Quinqua la mini !

Par Marie Moglia / le 10 juillet 2014
Quinqua la mini !
Elle n'a pas pris un pli : la minijupe a viré quinqua le 10 juillet. Retour sur l'histoire de ce vêtement à l'ourlet bien remonté, symbole d'une féminité émancipée.

Qui d'un couturier français ou d'une styliste londonienne a su l'imposer à l'univers de la mode ? Il y a débat. Est-elle précisément apparue à l'été 1964 ? Pas vraiment, puisque la première s'est vendue en 1962. Aujourd'hui pourtant, la date fait consensus : la minijupe a 50 ans.

 

C'est donc au milieu des années 1960 que son ourlet dévoile pour la première fois les jambes des femmes. Qu'elle soit droite ou plissée, en portefeuille ou en trapèze, en jean ou en cuir... Dès sa création elle est devenue un symbole pour celles qui la portent, dans une décennie marquée par la transgression, la provocation et la culture de masse.
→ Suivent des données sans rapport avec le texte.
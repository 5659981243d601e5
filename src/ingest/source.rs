//! `FrameSource`: owns one capture backend and a capture thread that feeds the
//! bounded frame queue.
//!
//! Lifecycle: `connect` opens the device, `start` spawns the capture loop,
//! `stop` signals the loop, waits a bounded time for it, and releases the
//! device. `stop` is idempotent and also runs on drop.
//!
//! Every `connect` gets a fresh device slot and every `start` a fresh stop
//! flag. A capture thread detached by a timed-out `stop` only ever sees its own
//! slot and flag, so it cannot block, feed or tear down a later run.

use std::mem;
use std::sync::atomic::{AtomicBool, AtomicU64, Ordering};
use std::sync::{Arc, Mutex, PoisonError, TryLockError};
use std::thread::{self, JoinHandle};

use serde::Serialize;

use super::backend::{CaptureBackend, Negotiated};
use super::descriptor::{CaptureSettings, SourceDescriptor, SourceProperties};
use super::stills::{is_still_image, StillsSource};
use super::synthetic::{SyntheticConfig, SyntheticSource};
use crate::error::{MonitorError, MonitorResult};
use crate::frame::{Frame, FrameQueue};
use crate::worker::{join_with_timeout, spawn_named};

type DeviceSlot = Arc<Mutex<Option<Box<dyn CaptureBackend>>>>;

/// Open the backend a descriptor names.
pub fn open_backend(
    descriptor: &SourceDescriptor,
    settings: &CaptureSettings,
) -> anyhow::Result<Box<dyn CaptureBackend>> {
    match descriptor {
        SourceDescriptor::Synthetic { name, frame_limit } => {
            Ok(Box::new(SyntheticSource::new(SyntheticConfig {
                name: name.clone(),
                width: settings.width,
                height: settings.height,
                fps: settings.target_fps,
                frame_limit: *frame_limit,
            })))
        }
        SourceDescriptor::File(path) => {
            if !path.exists() {
                anyhow::bail!("no such file or directory: {}", path.display());
            }
            if path.is_dir() || is_still_image(path) {
                return Ok(Box::new(StillsSource::open(path, settings.target_fps)?));
            }
            #[cfg(feature = "ingest-file-ffmpeg")]
            {
                Ok(Box::new(super::file_ffmpeg::FfmpegFileSource::open(
                    path,
                    settings.target_fps,
                )?))
            }
            #[cfg(not(feature = "ingest-file-ffmpeg"))]
            {
                anyhow::bail!("video files require the ingest-file-ffmpeg feature")
            }
        }
        SourceDescriptor::Device(path) => {
            #[cfg(feature = "ingest-v4l2")]
            {
                Ok(Box::new(super::v4l2::V4l2Source::open(path, settings)?))
            }
            #[cfg(not(feature = "ingest-v4l2"))]
            {
                anyhow::bail!("capture device {path} requires the ingest-v4l2 feature")
            }
        }
        SourceDescriptor::Stream(url) => {
            #[cfg(feature = "rtsp-gstreamer")]
            {
                Ok(Box::new(super::rtsp::RtspSource::open(url, settings)?))
            }
            #[cfg(not(feature = "rtsp-gstreamer"))]
            {
                anyhow::bail!("network stream {url} requires the rtsp-gstreamer feature")
            }
        }
    }
}

/// Counters shared between the capture thread and its owner.
struct SourceShared {
    queue: FrameQueue,
    running: AtomicBool,
    device_open: AtomicBool,
    healthy: AtomicBool,
    frames_captured: AtomicU64,
    read_failures: AtomicU64,
}

impl SourceShared {
    fn new(queue_capacity: usize) -> Self {
        Self {
            queue: FrameQueue::new(queue_capacity),
            running: AtomicBool::new(false),
            device_open: AtomicBool::new(false),
            healthy: AtomicBool::new(false),
            frames_captured: AtomicU64::new(0),
            read_failures: AtomicU64::new(0),
        }
    }

    fn is_connected(&self) -> bool {
        self.running.load(Ordering::SeqCst)
            && self.device_open.load(Ordering::SeqCst)
            && self.healthy.load(Ordering::SeqCst)
    }
}

#[derive(Clone, Copy, Debug, Default, PartialEq, Eq, Serialize)]
pub struct SourceStats {
    pub frames_captured: u64,
    /// Frames evicted from the queue before anyone consumed them.
    pub frames_dropped: u64,
    pub read_failures: u64,
    pub queued: usize,
}

/// Consumer-side handle onto a source's frame queue.
///
/// This is the only thing the processing loop holds; it never touches the device.
#[derive(Clone)]
pub struct FrameTap {
    shared: Arc<SourceShared>,
}

impl FrameTap {
    /// Newest frame, discarding anything older.
    pub fn latest(&self) -> Option<Arc<Frame>> {
        self.shared.queue.latest()
    }

    /// Oldest queued frame.
    pub fn next(&self) -> Option<Arc<Frame>> {
        self.shared.queue.pop()
    }

    pub fn is_connected(&self) -> bool {
        self.shared.is_connected()
    }
}

pub struct FrameSource {
    settings: CaptureSettings,
    descriptor: Option<SourceDescriptor>,
    label: String,
    device: DeviceSlot,
    /// Stop flag of the current capture run.
    run_stop: Arc<AtomicBool>,
    shared: Arc<SourceShared>,
    negotiated: Option<(Negotiated, &'static str)>,
    worker: Option<JoinHandle<()>>,
}

impl FrameSource {
    pub fn new(settings: CaptureSettings) -> Self {
        let shared = Arc::new(SourceShared::new(settings.queue_capacity));
        Self {
            settings,
            descriptor: None,
            label: String::new(),
            device: Arc::new(Mutex::new(None)),
            run_stop: Arc::new(AtomicBool::new(true)),
            shared,
            negotiated: None,
            worker: None,
        }
    }

    /// Source around an already-opened backend.
    pub fn with_backend(
        settings: CaptureSettings,
        label: impl Into<String>,
        backend: Box<dyn CaptureBackend>,
    ) -> Self {
        let mut source = Self::new(settings);
        source.attach(label.into(), backend);
        source
    }

    pub fn settings(&self) -> &CaptureSettings {
        &self.settings
    }

    /// Open the device or stream the descriptor names.
    pub fn connect(&mut self, descriptor: &SourceDescriptor) -> MonitorResult<()> {
        if self.worker.is_some() {
            return Err(MonitorError::AlreadyRunning("frame source"));
        }
        self.release_device();
        let backend = open_backend(descriptor, &self.settings)
            .map_err(|err| MonitorError::connection(descriptor.to_string(), format!("{err:#}")))?;
        self.descriptor = Some(descriptor.clone());
        self.attach(descriptor.to_string(), backend);
        Ok(())
    }

    fn attach(&mut self, label: String, backend: Box<dyn CaptureBackend>) {
        let negotiated = backend.negotiated();
        log::info!(
            "FrameSource: {} opened via {} ({}x{} @ {} fps)",
            label,
            backend.name(),
            negotiated.width,
            negotiated.height,
            negotiated.fps
        );
        self.negotiated = Some((negotiated, backend.name()));
        self.label = label;
        self.device = Arc::new(Mutex::new(Some(backend)));
        self.shared.device_open.store(true, Ordering::SeqCst);
    }

    /// Spawn the capture loop. Reconnects first when a previous `stop` released the device.
    pub fn start(&mut self) -> MonitorResult<()> {
        if self.worker.is_some() && self.shared.running.load(Ordering::SeqCst) {
            log::debug!("FrameSource: {} already capturing", self.label);
            return Ok(());
        }
        // A loop that ended on its own (finite source) is reaped before restarting.
        if let Some(handle) = self.worker.take() {
            join_with_timeout(handle, self.settings.join_timeout);
        }
        if !self.shared.device_open.load(Ordering::SeqCst) {
            let descriptor = self
                .descriptor
                .clone()
                .ok_or_else(|| MonitorError::connection(&self.label, "source is not connected"))?;
            self.connect(&descriptor)?;
        }

        let stop = Arc::new(AtomicBool::new(false));
        self.run_stop = Arc::clone(&stop);
        self.shared.healthy.store(true, Ordering::SeqCst);
        self.shared.running.store(true, Ordering::SeqCst);

        let device = Arc::clone(&self.device);
        let shared = Arc::clone(&self.shared);
        let settings = self.settings.clone();
        let label = self.label.clone();
        let handle = spawn_named("frame-capture", move || {
            capture_loop(&label, &device, &stop, &shared, &settings)
        })
        .map_err(|err| {
            self.shared.running.store(false, Ordering::SeqCst);
            MonitorError::Other(anyhow::Error::new(err).context("spawn capture thread"))
        })?;
        self.worker = Some(handle);
        log::info!("FrameSource: capture started for {}", self.label);
        Ok(())
    }

    /// Stop capturing and release the device. Safe to call repeatedly.
    pub fn stop(&mut self) {
        self.run_stop.store(true, Ordering::SeqCst);
        let was_running = self.shared.running.swap(false, Ordering::SeqCst);
        if let Some(handle) = self.worker.take() {
            join_with_timeout(handle, self.settings.join_timeout);
        }
        self.release_device();
        self.shared.healthy.store(false, Ordering::SeqCst);
        self.shared.queue.clear();
        if was_running {
            log::info!("FrameSource: capture stopped for {}", self.label);
        }
    }

    fn release_device(&mut self) {
        let slot = mem::replace(&mut self.device, Arc::new(Mutex::new(None)));
        match slot.try_lock() {
            Ok(mut slot) => drop(slot.take()),
            Err(TryLockError::Poisoned(poisoned)) => drop(poisoned.into_inner().take()),
            Err(TryLockError::WouldBlock) => {
                // The detached capture thread drops the device when its read returns.
                log::warn!(
                    "FrameSource: read in flight on {}; device released when it returns",
                    self.label
                );
            }
        }
        self.shared.device_open.store(false, Ordering::SeqCst);
    }

    /// Newest captured frame; older queued frames are discarded.
    pub fn get_latest_frame(&self) -> Option<Arc<Frame>> {
        self.shared.queue.latest()
    }

    /// Oldest queued frame.
    pub fn get_frame(&self) -> Option<Arc<Frame>> {
        self.shared.queue.pop()
    }

    pub fn tap(&self) -> FrameTap {
        FrameTap {
            shared: Arc::clone(&self.shared),
        }
    }

    /// Capture loop running, device open, and device reporting healthy.
    pub fn is_connected(&self) -> bool {
        self.shared.is_connected()
    }

    pub fn is_running(&self) -> bool {
        self.shared.running.load(Ordering::SeqCst)
    }

    pub fn properties(&self) -> Option<SourceProperties> {
        let (negotiated, backend) = self.negotiated?;
        Some(SourceProperties {
            source: self.label.clone(),
            backend,
            width: negotiated.width,
            height: negotiated.height,
            fps: negotiated.fps,
            running: self.is_running(),
            buffer_size: self.shared.queue.capacity(),
        })
    }

    pub fn stats(&self) -> SourceStats {
        SourceStats {
            frames_captured: self.shared.frames_captured.load(Ordering::Relaxed),
            frames_dropped: self.shared.queue.evicted(),
            read_failures: self.shared.read_failures.load(Ordering::Relaxed),
            queued: self.shared.queue.len(),
        }
    }
}

impl Drop for FrameSource {
    fn drop(&mut self) {
        self.stop();
    }
}

fn capture_loop(
    label: &str,
    device: &DeviceSlot,
    stop: &AtomicBool,
    shared: &SourceShared,
    settings: &CaptureSettings,
) {
    while !stop.load(Ordering::SeqCst) {
        let (outcome, finite, healthy) = {
            let mut slot = device.lock().unwrap_or_else(PoisonError::into_inner);
            let Some(backend) = slot.as_mut() else {
                if !stop.load(Ordering::SeqCst) {
                    log::warn!("FrameSource: {label} lost its device; capture loop exiting");
                }
                break;
            };
            let outcome = backend.read_frame();
            (outcome, backend.is_finite(), backend.is_healthy())
        };
        // A read that outlived `stop` belongs to a finished run.
        if stop.load(Ordering::SeqCst) {
            log::debug!("FrameSource: {label} read returned after stop; discarded");
            break;
        }
        shared.healthy.store(healthy, Ordering::SeqCst);

        match outcome {
            Ok(Some(frame)) => {
                shared.frames_captured.fetch_add(1, Ordering::Relaxed);
                let evicted = shared.queue.push(Arc::new(frame));
                if evicted > 0 {
                    log::trace!("FrameSource: {label} queue full, evicted {evicted} frame(s)");
                }
            }
            Ok(None) => {
                log::info!("FrameSource: {label} reached end of stream");
                break;
            }
            Err(err) => {
                shared.read_failures.fetch_add(1, Ordering::Relaxed);
                if finite {
                    log::warn!("FrameSource: {label} read failed, ending capture: {err:#}");
                    break;
                }
                log::debug!("FrameSource: {label} read failed, retrying: {err:#}");
                thread::sleep(settings.retry_backoff);
            }
        }
    }

    if stop.load(Ordering::SeqCst) {
        // `stop` already reset the shared flags; only this run's device is ours.
        drop(device.lock().unwrap_or_else(PoisonError::into_inner).take());
    } else {
        shared.running.store(false, Ordering::SeqCst);
    }
}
"Mettez la pilule en vente dans les Monoprix" chantait Antoine, en 1966.

A l'époque, la mini (pour minimal) de Carnaby Street - où la styliste Mary Quant a su l'imposer - choque autant qu'elle séduit. Elle n'est pourtant pas si provocante, puisqu'elle devient rapidement une norme, happée par le prêt-à-porter et les podiums. Elle n'en demeure pas moins une mode sexy, voire agressive. Car la minijupe lève un tabou : elle exhibe les jambes. Comme l'explique l'historienne Christine Bard dans Ce que soulève la jupe (Ed. Autrement, 2010):

Il a toujours été plus facile de montrer sa poitrine que ses jambes et ce, dès le Moyen Age et ses nudités de gorge…


 

La minijupe, cette rebelle

La minijupe est aussi et surtout le fruit de son époque. Les jeunes baby-boomers ont soif de liberté et de folie : ils veulent s'émanciper. C'est à travers la musique et la mode qu'ils vont réussir à exprimer leurs revendications.
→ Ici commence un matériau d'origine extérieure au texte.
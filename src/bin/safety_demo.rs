//! safety-demo - end-to-end synthetic run of the compliance pipeline
//!
//! Drives a synthetic camera through the full pipeline with a scripted detector
//! that cycles through compliant, partially equipped and explicitly
//! non-compliant scenes, then prints what the monitor saw.

use anyhow::{anyhow, Context, Result};
use clap::Parser;
use std::fs;
use std::path::PathBuf;
use std::thread;
use std::time::Duration;

use safety_monitor::detect::ScriptedBackend;
use safety_monitor::ui::{Ui, UiMode};
use safety_monitor::{
    BoundingBox, CaptureSettings, ChannelSubscriber, DetectionEngine, FilesystemCaptureStore,
    RawDetection, SafetyMonitor, SourceDescriptor, StreamConfig,
};

#[derive(Parser, Debug)]
#[command(author, version, about)]
struct Args {
    /// How long to stream, in seconds.
    #[arg(long, default_value_t = 5)]
    seconds: u64,
    /// Frames per second for the synthetic camera.
    #[arg(long, default_value_t = 15)]
    fps: u32,
    /// Run detection on every Nth frame.
    #[arg(long, default_value_t = 3)]
    detect_every: u64,
    /// Save violation snapshots into this directory.
    #[arg(long)]
    capture_dir: Option<PathBuf>,
    /// Write the final statistics as JSON to this path.
    #[arg(long)]
    stats_out: Option<PathBuf>,
    /// UI mode for stderr progress.
    #[arg(long, value_enum, default_value_t = UiMode::Auto, value_name = "MODE")]
    ui: UiMode,
}

fn main() -> Result<()> {
    env_logger::Builder::from_env(env_logger::Env::default().default_filter_or("warn")).init();
    let args = Args::parse();
    if args.fps == 0 {
        return Err(anyhow!("fps must be >= 1"));
    }
    if args.detect_every == 0 {
        return Err(anyhow!("detect-every must be >= 1"));
    }
    let ui = Ui::for_stderr(args.ui);

    let mut monitor = {
        let _stage = ui.stage("Build pipeline");
        let engine = DetectionEngine::with_backend(Box::new(scripted_site()), 0.5);
        let capture = CaptureSettings {
            width: 640,
            height: 480,
            target_fps: args.fps,
            ..CaptureSettings::default()
        };
        let stream = StreamConfig {
            detect_every: args.detect_every,
            capture_cooldown: Duration::from_secs(1),
            ..StreamConfig::default()
        };
        let mut monitor = SafetyMonitor::new(engine, capture, stream);
        if let Some(dir) = &args.capture_dir {
            let store = FilesystemCaptureStore::open(dir, 75, 100)?;
            monitor.set_capture(Box::new(store))?;
        }
        monitor
    };

    let (subscriber, updates) = ChannelSubscriber::bounded("demo", 256);
    monitor.add_subscriber(Box::new(subscriber));

    {
        let stage = ui.stage("Connect synthetic camera");
        let descriptor: SourceDescriptor = "stub://demo".parse()?;
        if let Err(err) = monitor.start(&descriptor) {
            stage.fail(&err.to_string());
            return Err(err.into());
        }
    }

    let mut published = 0u64;
    let mut fresh = 0u64;
    let mut payload_bytes = 0usize;
    {
        let stage = ui.stage(&format!("Stream for {}s", args.seconds));
        let deadline = Duration::from_secs(args.seconds);
        while stage.elapsed() < deadline {
            for update in updates.try_iter() {
                published += 1;
                fresh += u64::from(update.fresh);
                payload_bytes += update.frame.len();
            }
            let stats = monitor.latest_stats();
            stage.update(format!(
                "{} frames, {} people, {} violation(s), {:.1} fps",
                stats.frames_processed,
                stats.people_count,
                stats.violations.len(),
                stats.stream_fps
            ));
            thread::sleep(Duration::from_millis(100));
        }
    }

    {
        let _stage = ui.stage("Stop monitor");
        monitor.stop();
        published += updates.try_iter().count() as u64;
    }

    let stats = monitor.latest_stats();
    let source = monitor.source_stats();
    println!("demo summary:");
    println!("  frames captured: {}", source.frames_captured);
    println!("  frames dropped: {}", source.frames_dropped);
    println!("  frames processed: {}", stats.frames_processed);
    println!("  updates received: {published} ({fresh} with fresh detections)");
    if published > 0 {
        println!("  mean JPEG size: {} bytes", payload_bytes as u64 / published);
    }
    println!("  detections run: {}", stats.detections_run);
    println!("  violations logged: {}", monitor.violation_total());
    println!("  captures saved: {}", stats.captures_saved);
    println!("recent violations:");
    for entry in monitor.recent_violations(10) {
        println!(
            "  {} {:<20} x{} {}",
            entry.timestamp.format("%H:%M:%S%.3f"),
            entry.kind,
            entry.count,
            entry.description
        );
    }

    if let Some(path) = &args.stats_out {
        let json = serde_json::to_vec_pretty(&stats)?;
        fs::write(path, json).with_context(|| format!("writing stats to {}", path.display()))?;
        println!("stats written to {}", path.display());
    }
    Ok(())
}

/// Three workers across a 640x480 scene, cycling through four situations.
fn scripted_site() -> ScriptedBackend {
    let worker = |x: i32| BoundingBox::new(x, 140, x + 110, 440);
    let head = |x: i32| BoundingBox::new(x + 25, 140, x + 85, 190);
    let torso = |x: i32| BoundingBox::new(x + 5, 200, x + 105, 330);
    let face = |x: i32| BoundingBox::new(x + 35, 175, x + 75, 200);
    let people = [40, 260, 480];

    let mut all_equipped = Vec::new();
    for x in people {
        all_equipped.push(RawDetection::new("Person", 0.92, worker(x)));
        all_equipped.push(RawDetection::new("Hardhat", 0.88, head(x)));
        all_equipped.push(RawDetection::new("Safety Vest", 0.85, torso(x)));
        all_equipped.push(RawDetection::new("Mask", 0.81, face(x)));
    }

    // Two hardhats for three people: the ratio rule flags one missing.
    let mut short_on_hardhats = all_equipped.clone();
    short_on_hardhats.retain(|d| !(d.label == "Hardhat" && d.bbox == head(480)));

    // The model reports the missing vest explicitly.
    let mut explicit_negative = all_equipped.clone();
    explicit_negative.retain(|d| !(d.label == "Safety Vest" && d.bbox == torso(260)));
    explicit_negative.push(RawDetection::new("NO-Safety Vest", 0.77, torso(260)));

    // No masks seen at all, and one low-confidence hardhat below its threshold.
    let mut no_masks: Vec<RawDetection> = all_equipped
        .iter()
        .filter(|d| d.label != "Mask")
        .cloned()
        .collect();
    for d in no_masks.iter_mut().filter(|d| d.label == "Hardhat") {
        if d.bbox == head(40) {
            d.confidence = 0.55;
        }
    }

    ScriptedBackend::new(vec![
        all_equipped.clone(),
        all_equipped,
        short_on_hardhats,
        explicit_negative,
        no_masks,
    ])
}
En 1965, Pete Toownshend écrit My Generation : "I hope I die before I get old" / "J'espère mourir avant d'être vieux"

Mais elle exprime quoi cette jupette ? Pour les jeunes femmes, l'ourlet raccourcit, c'est une libération. Au fond ce qu'elles veulent avant tout, c'est la liberté de pouvoir s'habiller comme elles veulent.

 

 

D'ailleurs au triomphe de la mini il faut aussi associer celui du pantalon, qui cesse à la même époque d'être synonyme de masculinité. Un nouvel accessoire fait son apparition dans les tiroirs : le collant, jusque là réservé aux danseuses. Difficile en effet de porter les usuels bas et porte-jaretelles de l'époque alors qu'on a les jambes à poil.
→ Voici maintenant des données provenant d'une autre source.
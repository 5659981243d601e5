//! Synthetic frame source (`stub://name`).
//!
//! Generates a moving test pattern at the requested rate. Used by tests, the demo
//! binary, and deployments that want to exercise the pipeline without a camera.

use anyhow::Result;
use std::thread;
use std::time::{Duration, Instant};

use super::backend::{CaptureBackend, Negotiated};
use crate::frame::Frame;

#[derive(Clone, Debug)]
pub struct SyntheticConfig {
    pub name: String,
    pub width: u32,
    pub height: u32,
    /// Frames per second. 0 disables pacing.
    pub fps: u32,
    /// End of stream after this many frames.
    pub frame_limit: Option<u64>,
}

impl Default for SyntheticConfig {
    fn default() -> Self {
        Self {
            name: "synthetic".to_string(),
            width: 640,
            height: 480,
            fps: 30,
            frame_limit: None,
        }
    }
}

pub struct SyntheticSource {
    config: SyntheticConfig,
    frame_count: u64,
    /// Simulated scene state; changes every 50 frames.
    scene_state: u8,
    last_frame_at: Option<Instant>,
}

impl SyntheticSource {
    pub fn new(config: SyntheticConfig) -> Self {
        log::info!(
            "SyntheticSource: {} ({}x{} @ {} fps)",
            config.name,
            config.width,
            config.height,
            config.fps
        );
        Self {
            config,
            frame_count: 0,
            scene_state: 0,
            last_frame_at: None,
        }
    }

    pub fn frames_generated(&self) -> u64 {
        self.frame_count
    }

    fn pace(&mut self) {
        if self.config.fps == 0 {
            return;
        }
        let interval = Duration::from_secs_f64(1.0 / f64::from(self.config.fps));
        if let Some(last) = self.last_frame_at {
            let elapsed = last.elapsed();
            if elapsed < interval {
                thread::sleep(interval - elapsed);
            }
        }
        self.last_frame_at = Some(Instant::now());
    }

    /// Diagonal gradient with a bright block sweeping across the frame.
    fn generate_pixels(&mut self) -> Vec<u8> {
        if self.frame_count.is_multiple_of(50) {
            self.scene_state = self.scene_state.wrapping_add(1);
        }
        let (width, height) = (self.config.width as usize, self.config.height as usize);
        let mut pixels = vec![0u8; width * height * 3];
        let block = (width / 8).max(1);
        let block_x = (self.frame_count as usize * 4) % width.max(1);
        let block_y = height / 3;
        let noise = rand::random::<u8>() % 8;

        for (idx, px) in pixels.chunks_exact_mut(3).enumerate() {
            let (x, y) = (idx % width, idx / width);
            let shade = ((x + y + self.scene_state as usize) % 128) as u8;
            px.copy_from_slice(&[shade / 2 + noise, shade / 2 + 40, shade / 3 + 60]);
            if x >= block_x && x < block_x + block && y >= block_y && y < block_y + block * 2 {
                px.copy_from_slice(&[230, 180, 40]);
            }
        }
        pixels
    }
}

impl CaptureBackend for SyntheticSource {
    fn name(&self) -> &'static str {
        "synthetic"
    }

    fn read_frame(&mut self) -> Result<Option<Frame>> {
        if let Some(limit) = self.config.frame_limit {
            if self.frame_count >= limit {
                return Ok(None);
            }
        }
        self.pace();
        let pixels = self.generate_pixels();
        self.frame_count += 1;
        let frame = Frame::new(
            pixels,
            self.config.width,
            self.config.height,
            self.frame_count,
        )?;
        Ok(Some(frame))
    }

    fn is_finite(&self) -> bool {
        self.config.frame_limit.is_some()
    }

    fn negotiated(&self) -> Negotiated {
        Negotiated {
            width: self.config.width,
            height: self.config.height,
            fps: self.config.fps,
        }
    }
}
Libérées de la fringue, les nanas deviennent libérées tout court, ce qui n'était pas une mince affaire. D'ailleurs en 1964, la speakerine Noëlle Noblecourt se fait virer de l'ORTF pour avoir osé montrer ses genoux à l'écran.

La mini trop sexy ?

Le problème, c'est que la minijupe depuis sa création - et de manière totalement assumée à l'époque - a une forte connotation sexuelle. Une réputation dont elle ne se défait pas depuis. Aussi à partir des années 2000 pour certaines femmes, porter une jupe devient presque un acte militant pour défendre le droit à la féminité.

C'est notamment l'un des combats de l'association Ni Putes ni soumises. De même, en 2006 des jeunes filles d'un lycée de Rennes inventent la "Journée de la jupe et du respect". Comme l'expliquait encore Christine Bard à Libération:

En gros, la jupe est devenue un danger, un signe de disponibilité sexuelle, avec une équation jupe = pute. Comme si la féminité était une provocation sexuelle permanente.


 

Récemment un article de 20 minutes a fait scandale en associant l'augmentation des agressions sexuelles en période estivale à des comportements à risques, le port de la jupe compris. Comme quoi, la bêtise est aussi intemporelle qu'un joli vêtement.